The latest board in the range is the most powerful yet, the TinyFPGA EX.

“The EX is awesome because it has everything the BX has that makes it great and more block RAM, high performance DSP blocks, built-in HyperRAM, more IOs, way more logic resources, and optional high-speed SERDES. All of this and still fits on a breadboard with plenty of room to spare.”—Luke Valenty

Measuring 0.7 × 2.4 inches, the new TinyFPGA EX board comes in three different variants. All three have 49 dedicated I/O pins and seven shared I/O pins and are built around the Lattice ECP5 FPGA. The board comes with 64MBit of DRAM and 128MBit of SPI flash memory onboard, and has a microSD card slot.

While the original prototypes of the board had a standard USB jack, the board has now been updated and will ship with a USB-C connector.

The software tool chain used by the board is entirely open source. The Lattice ECP5 FPGA used by the TinyFPGA EX has support for open source synthesis and place and route using Project Trellis, by David Shah, and NextPNR, by Clifford Wolf, wrapped inside SymbiFlow.

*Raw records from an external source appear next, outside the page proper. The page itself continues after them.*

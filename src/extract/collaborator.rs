//! Sub-agent delegation input and output

use serde_json::Value;

use super::{text_field, Extraction};
use crate::fragment::ChunkType;
use crate::telemetry::semconv::attrs;
use crate::telemetry::SpanKind;
use crate::utils::json::non_empty_str;

/// Span name for a delegation to the named collaborator
pub fn collaborator_span_name(name: Option<&str>) -> String {
    match name {
        Some(name) => format!("agent_collaborator[{}]", name),
        None => "agent_collaborator".to_string(),
    }
}

/// The collaborator object, whether it arrived top-level or nested
fn body<'a>(payload: &'a Value, chunk: ChunkType) -> &'a Value {
    payload.get(chunk.key()).unwrap_or(payload)
}

/// Name of the collaborator a delegation fragment refers to
pub fn collaborator_name(payload: &Value) -> Option<&str> {
    [
        ChunkType::AgentCollaboratorInvocationInput,
        ChunkType::AgentCollaboratorInvocationOutput,
    ]
    .into_iter()
    .find_map(|chunk| non_empty_str(body(payload, chunk), "agentCollaboratorName"))
}

fn with_identity(body: &Value) -> Extraction {
    let name = non_empty_str(body, "agentCollaboratorName");
    let mut extraction = Extraction::new(SpanKind::Agent, collaborator_span_name(name));
    if let Some(name) = name {
        extraction.set_request(attrs::AGENT_NAME, name);
        extraction.set_metadata("collaborator_name", name);
    }
    if let Some(arn) = non_empty_str(body, "agentCollaboratorAliasArn") {
        extraction.set_metadata("agent_alias_arn", arn);
    }
    extraction
}

pub(super) fn extract_input(payload: &Value) -> Extraction {
    let body = body(payload, ChunkType::AgentCollaboratorInvocationInput);
    let mut extraction = with_identity(body);

    let input = body.get("input");
    if let Some(text) = text_field(input) {
        extraction.set_input_value(&text);
        extraction.display_input = Some(text);
    }
    if let Some(kind) = input.and_then(|i| non_empty_str(i, "type")) {
        extraction.set_metadata("input_type", kind);
    }
    extraction
}

pub(super) fn extract_output(payload: &Value) -> Extraction {
    let body = body(payload, ChunkType::AgentCollaboratorInvocationOutput);
    let mut extraction = with_identity(body);

    let output = body.get("output");
    if let Some(text) = text_field(output) {
        extraction.set_output_value(&text);
        extraction.display_output = Some(text);
    }
    if let Some(kind) = output.and_then(|o| non_empty_str(o, "type")) {
        extraction.set_metadata("output_type", kind);
    }
    extraction
}

#[cfg(test)]
mod tests {
    use super::*;
    use serde_json::json;

    #[test]
    fn test_nested_input() {
        let payload = json!({
            "invocationType": "AGENT_COLLABORATOR",
            "agentCollaboratorInvocationInput": {
                "agentCollaboratorName": "flights",
                "agentCollaboratorAliasArn": "arn:aws:bedrock:us-east-1:1:agent-alias/A/B",
                "input": {"text": "Find a flight to Paris", "type": "TEXT"}
            }
        });
        let extraction = extract_input(&payload);

        assert_eq!(extraction.span_kind, Some(SpanKind::Agent));
        assert_eq!(extraction.name.as_deref(), Some("agent_collaborator[flights]"));
        assert_eq!(
            extraction.request[attrs::INPUT_VALUE].as_str(),
            Some("Find a flight to Paris")
        );
        assert_eq!(extraction.display_input.as_deref(), Some("Find a flight to Paris"));
        assert_eq!(extraction.metadata["input_type"], json!("TEXT"));
        assert_eq!(collaborator_name(&payload), Some("flights"));
    }

    #[test]
    fn test_top_level_output() {
        let payload = json!({
            "agentCollaboratorName": "flights",
            "output": {"text": "Flight AF123 booked", "type": "TEXT"}
        });
        let extraction = extract_output(&payload);
        assert_eq!(
            extraction.output[attrs::OUTPUT_VALUE].as_str(),
            Some("Flight AF123 booked")
        );
        assert_eq!(extraction.display_output.as_deref(), Some("Flight AF123 booked"));
        assert_eq!(collaborator_name(&payload), Some("flights"));
    }

    #[test]
    fn test_unnamed_collaborator() {
        let extraction = extract_output(&json!({"output": {"text": "done"}}));
        assert_eq!(extraction.name.as_deref(), Some("agent_collaborator"));
        assert_eq!(collaborator_name(&json!({})), None);
    }
}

“With the work Dave Shah has put into Project Trellis and NextPNR, it is has the largest and most capable FPGA with an end-to-end open source tool chain. Just like the BX, the entire hardware design, gateware, and support software is open source.” — Luke Valenty

The TinyFPGA EX hardware and firmware will also be open sourced after launch. The design files will be released on GitHub under an open source hardware license, while the TinyFPGA bootloader used to provide USB support is already on GitHub and open sourced under the GPL v3.

The TinyFPGA is in its pre-launch phase on CrowdSupply. With prototype hardware already in the hands of developers, the campaign is expected to launch in the fall.